Good People---Bad Products

Why Good People make bad products
By Paul Herbig

Like many of you, I too saw Bruce Almighty, the Jim Carney movie about a man having the chance to be God for a short time. I too could empathize with him after suffering blow after blow about “Why do such things happen to me?” that is, “Why do bad things happen to good people?” Which led me to think about Marketing (no I don’t think about it my every waking moment but yes, it does appear I even dream marketing) and the question of “Why do Good People (re Companies) make bad products?” I will be discussing this great dilemma in a series of articles.

Many studies have been made on what factors cause a product to be successful and what factors can explain many of the failures seen in the marketplace. This is an excellent starting point for us to answer our question.

Some of the reasons can be found in the nature of companies. One of the most common reasons behind failure is the ‘sunk cost’ fallacy (this is not just a business weakness, you as consumers see if you can identify yourselves here). Millions of dollars are spent on a project over a period of years.
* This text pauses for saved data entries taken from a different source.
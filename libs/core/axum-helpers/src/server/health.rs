use axum::{
    Json, Router,
    extract::State,
    http::StatusCode,
    response::{IntoResponse, Response},
    routing::get,
};
use core_config::AppInfo;
use futures::future::join_all;
use serde::Serialize;
use serde_json::{Value, json};
use std::collections::HashMap;
use std::future::Future;
use std::pin::Pin;

#[derive(Serialize)]
pub struct HealthResponse {
    pub status: &'static str,
    pub name: &'static str,
    pub version: &'static str,
}

#[derive(Serialize)]
pub struct ReadyResponse {
    pub ready: bool,
    pub services: ServiceStatus,
}

#[derive(Serialize)]
pub struct ServiceStatus {
    pub database: bool,
}

/// A boxed future for health checks with a string error
pub type HealthCheckFuture<'a> = Pin<Box<dyn Future<Output = Result<(), String>> + Send + 'a>>;

/// Runs multiple health checks concurrently and returns aggregated results.
///
/// # Arguments
/// * `checks` - Vector of (name, check_future) tuples
///
/// # Example
/// ```ignore
/// let checks = vec![
///     ("database", Box::pin(async {
///         check_database(db).await.map_err(|e| e.to_string())
///     })),
/// ];
/// run_health_checks(checks).await
/// ```
pub async fn run_health_checks(
    checks: Vec<(&str, HealthCheckFuture<'_>)>,
) -> Result<(StatusCode, Json<Value>), (StatusCode, Json<Value>)> {
    // Run all checks concurrently
    let names: Vec<_> = checks.iter().map(|(name, _)| *name).collect();
    let futures: Vec<_> = checks.into_iter().map(|(_, check)| check).collect();
    let results = join_all(futures).await;

    // Aggregate results
    let mut status_map = HashMap::new();
    let mut all_healthy = true;

    for (name, result) in names.into_iter().zip(results) {
        match result {
            Ok(_) => {
                status_map.insert(name, "connected");
            }
            Err(e) => {
                tracing::error!("Readiness check failed: {} error: {:?}", name, e);
                status_map.insert(name, "disconnected");
                all_healthy = false;
            }
        }
    }

    let mut response = json!({
        "status": if all_healthy { "ready" } else { "not ready" }
    });

    // Add each check result to the response
    if let Value::Object(ref mut map) = response {
        for (name, status) in status_map {
            map.insert(name.to_string(), json!(status));
        }
    }

    if all_healthy {
        Ok((StatusCode::OK, Json(response)))
    } else {
        Err((StatusCode::SERVICE_UNAVAILABLE, Json(response)))
    }
}

/// Health check endpoint handler.
///
/// Returns a simple health status response with app name and version.
/// This endpoint should always return 200 if the service is running.
pub async fn health_handler(State(app): State<AppInfo>) -> Response {
    let response = HealthResponse {
        status: "healthy",
        name: app.name,
        version: app.version,
    };

    (StatusCode::OK, Json(response)).into_response()
}

/// Creates a router with the /health endpoint.
///
/// Use this to add liveness checks to your app. The handler returns
/// the app name and version from `AppInfo`.
///
/// # Example
/// ```ignore
/// use axum_helpers::server::health_router;
/// use core_config::app_info;
///
/// let app_info = app_info!();
/// let app = Router::new()
///     .merge(health_router(app_info))
///     .merge(ready_router(state));
/// ```
pub fn health_router(app_info: AppInfo) -> Router {
    Router::new()
        .route("/health", get(health_handler))
        .with_state(app_info)
}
Bugs are found and more money spent. At some point some prophets appear to preach that the product is no longer needed by the market, it has been made obsolescent, too expensive, not powerful enough or any one of a dozen reasons to stop the product development cycle. Yet, the money keeps pouring in until either it hits the market in a silent thump or (as is usually the case) a new regime with no loyalty to the project enters the picture and kills it. Why did it continue even after most of those working on the project felt uneasy on its shrinking success? Because after spending all that money, they felt like they had an investment and could not afford to pull the plug now and see all those dollars float away. (Kind of like why some people marry, isn’t it?) A more proper judgment would be to see the money spent as gone (a sunk cost), and to examine whether it is worthy to spend more good money after bad. But it is human nature not to want to cut and run after spending considerable (time, money, etc) on an investment.
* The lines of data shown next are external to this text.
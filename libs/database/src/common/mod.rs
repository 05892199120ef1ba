//! Common utilities shared across all database implementations

pub mod error;
pub mod retry;

pub use error::{DatabaseError, DatabaseResult};
pub use retry::{RetryConfig, retry, retry_with_backoff};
A second major falling comes under the title of hubris. CEOs often have been promoted many times due to their successful efforts on projects. Often this will cause many to believe they can do no wrong and make no wrong decisions. Sometimes a never-destined-to-succeed project is continued or a product kept on the market way past the point it should have been upgraded or pulled, because the CEO believes so strongly that it is the right product, it becomes almost a matter of will. Sometimes CEOs bet the company. Henry Ford for all his successes in the twenties believed, “You can have any color you want as long as it is black” and that affordability was all that mattered. Years past the point it was obvious that differentiation led the market, Ford kept on producing his single color, single version cars. He did finally change but in so doing lost for good his market domination and industry leadership.

A third major failing can be seen in the nature of corporate bureaucracies. The product development process can be an iffy affair and many companies attempt to institutionalize it through procedures and a Product Management Life Cycle process to control it. An excellent idea. However what starts out as a five page guide tends to increase exponentially as the years roll on. Since as in any bureaucracy, avoiding failure is the way to success, the process is designed and modified as necessary to weed out failures (as the years go by, each failure—either in process or product—leads the company to add new sections to the manual to avoid making those failures again). But in so doing the baby (success) is often thrown out with the bathwater. Honeywell’s PMLC process through twenty plus years of tinkering had grown to two volumes each two to three inches thick. It became obvious that the process dominated over the product. No matter how good the product the question became “Have you had your Step 1 (or two, etc) process review yet?” If the answer was no, proceed at your own risk. Products would linger in the process for so long, when they finally saw the light of day, they were obsolete or the market had passed them by. But, the corporation administration was happy as long as the product had successfully passed all phases (call this phenomena the doting of the I’s and crossing of the t’s obsession ).